■ **WHAT IS BEING ASKED**: Find and copy each line in the material below where the string "commands" occurs.

■ **DATA EXCERPTS**:
|---|

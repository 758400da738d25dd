pub mod controller;
pub mod types;

pub use controller::CatalogController;
pub use types::{CatalogMessage, CatalogState};
mod check;
mod commands;
mod decode;
mod install;
mod preferences;
mod privilege;

pub use check::{CheckError, CheckJob, UpdateSnapshot, run_privileged_action, run_update_check};
pub use commands::{CommandError, check_updates_command, update_app_command};
pub use decode::{DecodeError, decode_updates, is_bundle_identifier, read_updates};
pub use install::{CATALOG_APP_PATH, CATALOG_CLI_PATH, Installation};
pub use preferences::{MemoryPreferences, PreferenceError, PreferenceStore, SuitePreferences};
pub use privilege::{
    CallGuard, CallSlot, DbusHelperExecutor, ExecuteError, HELPER_INTERFACE, HELPER_PATH,
    HELPER_SERVICE, PkexecExecutor, PrivilegedExecutor, execute_with_deadline,
};

#[cfg(test)]
pub(crate) use check::tests as fakes;

/// Preference suite shared with the catalog tool.
pub const CATALOG_SUITE: &str = "nl.root3.catalog";
pub const AUTHORIZATION_KEY: &str = "authorization";
pub const UPDATE_COUNT_KEY: &str = "Updates";
pub const UPDATE_DETAILS_KEY: &str = "UpdateDetails";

|---|

■ **EXERCISE RESPONSE**:
mod commands;
pub use commands::{CommandError, check_updates_command, update_app_command};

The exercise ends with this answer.